Pride Day letter to NYPD urges reflection on over-policing and anti-LGBTQIA discrimination

The NYC Pride Parade. Photo by Cait Stewart/Flickr

The NYC Pride Parade. Photo by Cait Stewart/Flickr

By David Brand

Leaders from two New York City public defender organizations have written a letter to NYPD Commissioner James O’Neill raising concerns about the planned police presence at Sunday’s World Pride Day march and highlighting systemic homophobia and anti-LGBTQIA bias in the NYPD, a half-century after the Stonewall uprising.

Tina Luongo, attorney-in-charge of the Legal Aid Society’s Criminal Defense Project, and Jared Trujillo, president of the Association of Legal Aid Attorneys, UAW Local 2325, urged the NYPD to reflect on the Stonewall Riots, a pivotal uprising against over-policing and NYPD discrimination. Demonstrators denouncing police raids at Manhattan’s Stonewall Inn in June 1969 galvanized the LGBTQIA community and helped catalyze the modern rights movement.

The NYPD plans to position thousands of officers at Sunday’s parade.

“While we acknowledge the public safety concerns, we want to point out the trigging impact such a large police presence could have on many paradegoers — especially older community members who lived through the police brutality of the Stonewall Riots as well as those who have since been targeted by biased policing,” the letter states. 

O’Neill apologized earlier this month for the NYPD’s actions at Stonewall, calling the violent raids “wrong —plain and simple.”

Despite significant progress toward equal rights for LGBTQIA individuals, the NYPD continues to treat the community — especially low-income people of color — “as second-rate citizens,” Luongo and Trujillo wrote.

They cited a recent Department of Investigation report that found that the NYPD has not substantiated a single claim of biased policing since a federal judge ordered them to investigate such complaints from the public in 2014. Overall, the NYPD has received 2,495 complaints of bias and closed 1,918 as of December 31, 2018.
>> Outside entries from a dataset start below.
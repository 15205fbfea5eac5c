use std::fmt;
use std::str::FromStr;

use super::headers::Headers;

/// Game termination marker.
#[derive(Debug, Clone, Copy, PartialEq, Eq, Default)]
pub enum GameResult {
    WhiteWins,
    BlackWins,
    Draw,
    #[default]
    Ongoing,
}

impl GameResult {
    pub fn as_str(self) -> &'static str {
        match self {
            Self::WhiteWins => "1-0",
            Self::BlackWins => "0-1",
            Self::Draw => "1/2-1/2",
            Self::Ongoing => "*",
        }
    }
}

impl FromStr for GameResult {
    type Err = ();

    fn from_str(s: &str) -> Result<Self, Self::Err> {
        match s.trim() {
            "1-0" => Ok(Self::WhiteWins),
            "0-1" => Ok(Self::BlackWins),
            "1/2-1/2" => Ok(Self::Draw),
            "*" => Ok(Self::Ongoing),
            _ => Err(()),
        }
    }
}

impl fmt::Display for GameResult {
    fn fmt(&self, f: &mut fmt::Formatter<'_>) -> fmt::Result {
        f.write_str(self.as_str())
    }
}

/// One half-move. `variations` are alternatives to this move, each starting
/// from the position before it.
#[derive(Debug, Clone, PartialEq, Eq, Default)]
pub struct MoveNode {
    pub san: String,
    pub nags: Vec<u8>,
    pub comment: Option<String>,
    pub variations: Vec<Line>,
}

impl MoveNode {
    pub fn new(san: impl Into<String>) -> Self {
        Self {
            san: san.into(),
            ..Self::default()
        }
    }

}

/// An ordered run of moves. `intro` holds a comment that precedes the first
/// move; on the root line this is the pre-game comment.
#[derive(Debug, Clone, PartialEq, Eq, Default)]
pub struct Line {
    pub intro: Option<String>,
    pub moves: Vec<MoveNode>,
}

impl Line {
    pub fn new(moves: Vec<MoveNode>) -> Self {
        Self { intro: None, moves }
    }

    pub fn is_empty(&self) -> bool {
        self.moves.is_empty()
    }

    pub fn len(&self) -> usize {
        self.moves.len()
    }

    pub fn sans(&self) -> impl Iterator<Item = &str> {
        self.moves.iter().map(|node| node.san.as_str())
    }
}

/// A parsed game: tag pairs, the root line from the initial position and the
/// result token.
#[derive(Debug, Clone, PartialEq, Eq, Default)]
pub struct Game {
    pub headers: Headers,
    pub line: Line,
    pub result: GameResult,
}

/// Appends `text` to an optional comment slot, separated by a space. A `}`
/// cannot appear inside a brace comment and is stored as `)`.
pub(crate) fn append_comment(slot: &mut Option<String>, text: &str) {
    let text = text.trim().replace('}', ")");
    if text.is_empty() {
        return;
    }
    match slot {
        Some(existing) if !existing.is_empty() => {
            existing.push(' ');
            existing.push_str(&text);
        }
        _ => *slot = Some(text),
    }
}
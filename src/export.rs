//! Writing chapters to disk.

use std::fs;
use std::io;
use std::path::{Path, PathBuf};

use serde_json::{Value, json};
use thiserror::Error;

use crate::error::VerifyError;
use crate::log;
use crate::pgn::verify::check_game;
use crate::split::Chapter;

pub const MANIFEST_FILE: &str = "chapters.json";

#[derive(Debug, Error)]
pub enum ExportError {
    #[error("failed to create directory '{}': {source}", path.display())]
    CreateDir { path: PathBuf, source: io::Error },
    #[error("failed to write '{}': {source}", path.display())]
    Write { path: PathBuf, source: io::Error },
    #[error("chapter {index} ({name}): {source}")]
    Verify {
        index: usize,
        name: String,
        source: VerifyError,
    },
}

#[derive(Debug, Clone, Copy, Default, PartialEq, Eq)]
pub struct ExportOptions {
    /// Re-read every rendered chapter before writing anything.
    pub verify: bool,
    /// Also write `chapters.json` next to the chapter files.
    pub manifest: bool,
}

/// Renders every chapter and checks it re-reads as the same main line.
pub fn verify_chapters(chapters: &[Chapter]) -> Result<(), ExportError> {
    for chapter in chapters {
        check_game(&chapter.game, &chapter.to_pgn()).map_err(|source| {
            log::error(format!("chapter {} failed verification", chapter.index));
            ExportError::Verify {
                index: chapter.index,
                name: chapter.name.clone(),
                source,
            }
        })?;
    }
    Ok(())
}

/// JSON summary of the chapters, one entry per file.
pub fn manifest(chapters: &[Chapter]) -> Value {
    let entries: Vec<Value> = chapters
        .iter()
        .map(|chapter| {
            json!({
                "index": chapter.index,
                "name": chapter.name,
                "file": chapter.file_name(),
                "split_ply": chapter.split_ply,
                "moves": chapter.move_count(),
            })
        })
        .collect();
    json!({ "chapters": entries })
}

fn write_file(path: PathBuf, contents: &str) -> Result<PathBuf, ExportError> {
    fs::write(&path, contents).map_err(|source| ExportError::Write {
        path: path.clone(),
        source,
    })?;
    Ok(path)
}

/// Writes `{index:02}_{name}.pgn` for each chapter into `dir`, creating it if
/// needed. Verification runs before the first write so a failing set leaves
/// no files behind. Returns the written chapter paths in order.
pub fn write_chapters(
    dir: &Path,
    chapters: &[Chapter],
    options: ExportOptions,
) -> Result<Vec<PathBuf>, ExportError> {
    if options.verify {
        verify_chapters(chapters)?;
    }

    fs::create_dir_all(dir).map_err(|source| ExportError::CreateDir {
        path: dir.to_path_buf(),
        source,
    })?;

    let mut written = Vec::with_capacity(chapters.len());
    for chapter in chapters {
        let path = write_file(dir.join(chapter.file_name()), &chapter.to_pgn())?;
        log::debug(format!("wrote {}", path.display()));
        written.push(path);
    }

    if options.manifest {
        let text = serde_json::to_string_pretty(&manifest(chapters))
            .unwrap_or_else(|_| "{\"chapters\":[]}".to_string());
        write_file(dir.join(MANIFEST_FILE), &text)?;
    }

    Ok(written)
}

#[cfg(test)]
mod tests {
    use super::*;
    use crate::pgn::oracle::ShakmatyOracle;
    use crate::pgn::parser::parse_game;
    use crate::pgn::tree::MoveNode;
    use crate::split::{SplitOptions, split_game};

    fn scenario() -> Vec<Chapter> {
        let game = parse_game(
            "[Event \"QG\"]\n\n1. d4 d5 2. c4 dxc4 {QGA} (2... c6 {Slav}) (2... e6 {QGD}) *",
            &ShakmatyOracle,
        )
        .unwrap();
        split_game(&game, &SplitOptions::default())
    }

    #[test]
    fn test_write_chapters_creates_numbered_files() {
        let dir = tempfile::tempdir().unwrap();
        let out = dir.path().join("nested").join("out");
        let chapters = scenario();

        let written = write_chapters(&out, &chapters, ExportOptions::default()).unwrap();

        let names: Vec<String> = written
            .iter()
            .map(|p| p.file_name().unwrap().to_string_lossy().into_owned())
            .collect();
        assert_eq!(names, vec!["00_Main_Line_-_QGA.pgn", "01_Slav.pgn", "02_QGD.pgn"]);

        let slav = fs::read_to_string(&written[1]).unwrap();
        assert!(slav.starts_with("[Event \"QG\"]\n"));
        assert!(slav.contains("[ChapterName \"Slav\"]\n"));
        assert!(slav.ends_with("\n\n1. d4 d5 2. c4 c6 {Slav} *\n"));
        assert!(!out.join(MANIFEST_FILE).exists());
    }

    #[test]
    fn test_manifest_lists_chapters() {
        let dir = tempfile::tempdir().unwrap();
        let options = ExportOptions {
            verify: true,
            manifest: true,
        };
        write_chapters(dir.path(), &scenario(), options).unwrap();

        let text = fs::read_to_string(dir.path().join(MANIFEST_FILE)).unwrap();
        let value: Value = serde_json::from_str(&text).unwrap();
        let entries = value["chapters"].as_array().unwrap();

        assert_eq!(entries.len(), 3);
        assert_eq!(entries[2]["name"], "QGD");
        assert_eq!(entries[2]["file"], "02_QGD.pgn");
        assert_eq!(entries[0]["split_ply"], 3);
        assert_eq!(entries[0]["moves"], 4);
    }

    #[test]
    fn test_verification_failure_writes_nothing() {
        let dir = tempfile::tempdir().unwrap();
        let out = dir.path().join("out");
        let mut chapters = scenario();
        chapters[1].game.line.moves.push(MoveNode::new("Nf3 Nf6"));

        let err = write_chapters(
            &out,
            &chapters,
            ExportOptions {
                verify: true,
                manifest: false,
            },
        )
        .unwrap_err();

        assert!(matches!(err, ExportError::Verify { index: 1, .. }));
        assert!(!out.exists());
    }
}
use crate::pgn::tree::{Game, Line, MoveNode};

/// Comment text that forces the split point onto the move carrying it.
pub const SPLIT_MARKER: &str = "[SPLIT_CHAPTERS]";

#[derive(Debug, Clone, Copy, PartialEq, Eq)]
pub enum SplitSource {
    Marker,
    FirstBranch,
}

/// One hop from a line into a variation: the move at `index` and the
/// `variation`-th alternative attached to it.
#[derive(Debug, Clone, Copy, PartialEq, Eq)]
pub struct Step {
    pub index: usize,
    pub variation: usize,
}

/// Where a game is partitioned. The split node is `index` in the line reached
/// by following `path` from the root line; an empty path means the root line.
#[derive(Debug, Clone, PartialEq, Eq)]
pub struct SplitPoint {
    pub path: Vec<Step>,
    pub index: usize,
    pub source: SplitSource,
}

impl SplitPoint {
    /// The line holding the split node, or `None` if `game` does not match.
    pub fn line<'g>(&self, game: &'g Game) -> Option<&'g Line> {
        let mut line = &game.line;
        for step in &self.path {
            line = line.moves.get(step.index)?.variations.get(step.variation)?;
        }
        Some(line)
    }

    pub fn node<'g>(&self, game: &'g Game) -> Option<&'g MoveNode> {
        self.line(game)?.moves.get(self.index)
    }

    /// 0-based half-move index of the split node from the game start.
    pub fn ply(&self) -> usize {
        self.path.iter().map(|step| step.index).sum::<usize>() + self.index
    }

    /// Full-move number shown in PGN for the split node.
    pub fn move_number(&self) -> usize {
        self.ply() / 2 + 1
    }

    /// Main continuation plus every variation attached at the split node.
    pub fn branch_count(&self, game: &Game) -> usize {
        self.node(game).map_or(0, |node| 1 + node.variations.len())
    }
}

/// Picks the split point: a marker on the root line, else a marker in a
/// deeper line, else the first root-line move with variations. `None` means
/// the game is one chapter.
pub fn resolve(game: &Game, marker: &str) -> Option<SplitPoint> {
    find_marker(game, marker).or_else(|| first_branch(game))
}

fn has_marker(node: &MoveNode, marker: &str) -> bool {
    !marker.is_empty()
        && node
            .comment
            .as_deref()
            .is_some_and(|comment| comment.contains(marker))
}

/// Scans each line in ply order before any line nested under it; nested lines
/// are visited depth-first in source order.
fn find_marker(game: &Game, marker: &str) -> Option<SplitPoint> {
    let mut pending: Vec<(Vec<Step>, &Line)> = vec![(Vec::new(), &game.line)];

    while let Some((path, line)) = pending.pop() {
        if let Some(index) = line.moves.iter().position(|node| has_marker(node, marker)) {
            return Some(SplitPoint {
                path,
                index,
                source: SplitSource::Marker,
            });
        }

        let mut children = Vec::new();
        for (index, node) in line.moves.iter().enumerate() {
            for (variation, child) in node.variations.iter().enumerate() {
                let mut child_path = path.clone();
                child_path.push(Step { index, variation });
                children.push((child_path, child));
            }
        }
        pending.extend(children.into_iter().rev());
    }

    None
}

fn first_branch(game: &Game) -> Option<SplitPoint> {
    game.line
        .moves
        .iter()
        .position(|node| !node.variations.is_empty())
        .map(|index| SplitPoint {
            path: Vec::new(),
            index,
            source: SplitSource::FirstBranch,
        })
}

#[cfg(test)]
mod tests {
    use super::*;
    use crate::pgn::oracle::ShakmatyOracle;
    use crate::pgn::parser::parse_game;

    fn game(text: &str) -> Game {
        parse_game(text, &ShakmatyOracle).unwrap()
    }

    #[test]
    fn test_first_branching_ply() {
        let g = game("1. d4 d5 2. c4 dxc4 {QGA} (2... c6 {Slav}) (2... e6 {QGD}) *");
        let split = resolve(&g, SPLIT_MARKER).unwrap();

        assert_eq!(split.source, SplitSource::FirstBranch);
        assert_eq!(split.path, vec![]);
        assert_eq!(split.index, 3);
        assert_eq!(split.move_number(), 2);
        assert_eq!(split.branch_count(&g), 3);
    }

    #[test]
    fn test_no_variations_and_no_marker_means_no_split() {
        let g = game("1. e4 e5 2. Nf3 Nc6 *");
        assert_eq!(resolve(&g, SPLIT_MARKER), None);
    }

    #[test]
    fn test_marker_beats_earlier_branch() {
        let g = game("1. e4 e5 (1... c5) 2. Nf3 {[SPLIT_CHAPTERS]} Nc6 (2... d6) (2... Nf6) *");
        let split = resolve(&g, SPLIT_MARKER).unwrap();

        assert_eq!(split.source, SplitSource::Marker);
        assert_eq!(split.index, 2);
        assert_eq!(split.node(&g).map(|n| n.san.as_str()), Some("Nf3"));
    }

    #[test]
    fn test_first_root_marker_wins() {
        let g = game("1. e4 {[SPLIT_CHAPTERS] a} e5 {[SPLIT_CHAPTERS] b} *");
        assert_eq!(resolve(&g, SPLIT_MARKER).map(|s| s.index), Some(0));
    }

    #[test]
    fn test_root_marker_beats_variation_marker() {
        let g = game("1. e4 e5 (1... c5 {[SPLIT_CHAPTERS]}) 2. Nf3 {[SPLIT_CHAPTERS]} *");
        let split = resolve(&g, SPLIT_MARKER).unwrap();
        assert_eq!((split.path.len(), split.index), (0, 2));
    }

    #[test]
    fn test_marker_in_nested_line() {
        let g = game("1. e4 e5 (1... c5 2. Nf3 {[SPLIT_CHAPTERS]} d6 (2... Nc6)) 2. Nf3 *");
        let split = resolve(&g, SPLIT_MARKER).unwrap();

        assert_eq!(split.path, vec![Step { index: 1, variation: 0 }]);
        assert_eq!(split.index, 1);
        assert_eq!(split.ply(), 2);
        assert_eq!(split.node(&g).map(|n| n.san.as_str()), Some("Nf3"));
    }

    #[test]
    fn test_marker_without_variations_is_single_branch() {
        let g = game("1. e4 e5 2. Nf3 {[SPLIT_CHAPTERS]} Nc6 *");
        let split = resolve(&g, SPLIT_MARKER).unwrap();
        assert_eq!(split.branch_count(&g), 1);
    }

    #[test]
    fn test_split_point_from_other_game_is_rejected() {
        let g = game("1. e4 *");
        let split = SplitPoint {
            path: vec![Step { index: 0, variation: 3 }],
            index: 0,
            source: SplitSource::Marker,
        };
        assert_eq!(split.node(&g), None);
        assert_eq!(split.branch_count(&g), 0);
    }
}
use shakmaty::san::{San, SanError, SanPlus};
use shakmaty::{Chess, Position};

use crate::error::MoveRejection;

/// Move-legality capability the parser depends on. Positions are immutable
/// values: applying a move returns a new position and never touches the input.
pub trait LegalityOracle {
    type Position: Clone;

    fn initial_position(&self) -> Self::Position;

    /// Resolves `san` against `position`, returning the position after the
    /// move and the move's canonical SAN.
    fn apply_move(
        &self,
        position: &Self::Position,
        san: &str,
    ) -> Result<(Self::Position, String), MoveRejection>;
}

/// Full chess rules backed by `shakmaty`.
#[derive(Debug, Clone, Copy, Default)]
pub struct ShakmatyOracle;

impl LegalityOracle for ShakmatyOracle {
    type Position = Chess;

    fn initial_position(&self) -> Chess {
        Chess::default()
    }

    fn apply_move(&self, position: &Chess, san: &str) -> Result<(Chess, String), MoveRejection> {
        let san_plus: SanPlus = normalize_castling(san)
            .parse()
            .map_err(|_| MoveRejection::Unparseable)?;

        let m = san_plus.san.to_move(position).map_err(|err| match err {
            SanError::AmbiguousSan => MoveRejection::Ambiguous,
            _ => MoveRejection::Illegal,
        })?;

        let canonical = San::from_move(position, m);
        let mut next = position.clone();
        next.play_unchecked(m);

        let mut text = canonical.to_string();
        if next.is_checkmate() {
            text.push('#');
        } else if next.is_check() {
            text.push('+');
        }
        Ok((next, text))
    }
}

fn normalize_castling(san: &str) -> String {
    if san.starts_with("0-0") {
        san.replace('0', "O")
    } else {
        san.to_string()
    }
}

/// Accepts any token as-is and only tracks the ply count. Useful when the
/// input is known to be legal and only the tree shape matters.
#[derive(Debug, Clone, Copy, Default)]
pub struct TrustingOracle;

impl LegalityOracle for TrustingOracle {
    type Position = usize;

    fn initial_position(&self) -> usize {
        0
    }

    fn apply_move(&self, position: &usize, san: &str) -> Result<(usize, String), MoveRejection> {
        let valid = san
            .chars()
            .next()
            .is_some_and(|c| c.is_ascii_alphabetic() || c == '0');
        if !valid {
            return Err(MoveRejection::Unparseable);
        }
        Ok((position + 1, san.to_string()))
    }
}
“This is simply unacceptable, and it reveals that the Department appears more concerned with having these complaints disappear than truly holding accountable the officers who have allegedly committed these heinous acts,” the attorneys wrote in their letter.

They also described how police have persistently profiled trans women, particularly in Queens, and arrested them for prostitution-related offenses. 

Earlier this month the NYPD agreed to narrow its application of a controversial prostitution-related loitering misdemeanor that advocates say criminalizes “walking while trans.”

Section 240.37 of the penal code gives police officers justification to arrest a person for allegedly stopping, talking to or beckoning at others in public places. Police have used arbitrary observations as grounds for arrest, such as a defendant’s “short dress” or “tight black pants,” advocates say. Trans women profiled as sex workers have been arrested while waiting for the bus or standing near one of several gay bars along Roosevelt Avenue in Jackson Heights.

One NYPD officer said in a deposition that he looked for “Adam’s apples” before determining whether he would make an arrest for prostitution, the Daily News reported.

Luongo and Trujillo urged the NYPD and New Yorkers to consider the road ahead in the struggle for equity.

“We hope Sunday remains peaceful and celebratory for New Yorkers and that all of us will be able to reflect on the past, assess the gains that the movement has made since Stonewall, and consider where our fight for equal justice heads next,” Luongo and Trujillo wrote. 

“Recognizing the historical significance of this celebration, we ask that your officers act on this day with the increased sensitivity and compassion that it so needs,” they add.

In response to an inquiry about the letter, the NYPD forwarded the Eagle a press release about the march with quotes from top brass, including O’Neill.

“The LGBTQ community is an essential part of New York City. And during 2019 Pride Month, it is the NYPD’s mission — as it is for every large event held in our great city throughout the year – to ensure that everyone can enjoy the festivities safely, free from violence and intolerance,” O’Neill said in a statement. “Our continued relationship with organizers of the Heritage of Pride March, and all of our partners’ dedication to sharing the responsibility for public safety, has again led to a comprehensive plan that stands to enhance the experience for participants and spectators alike.”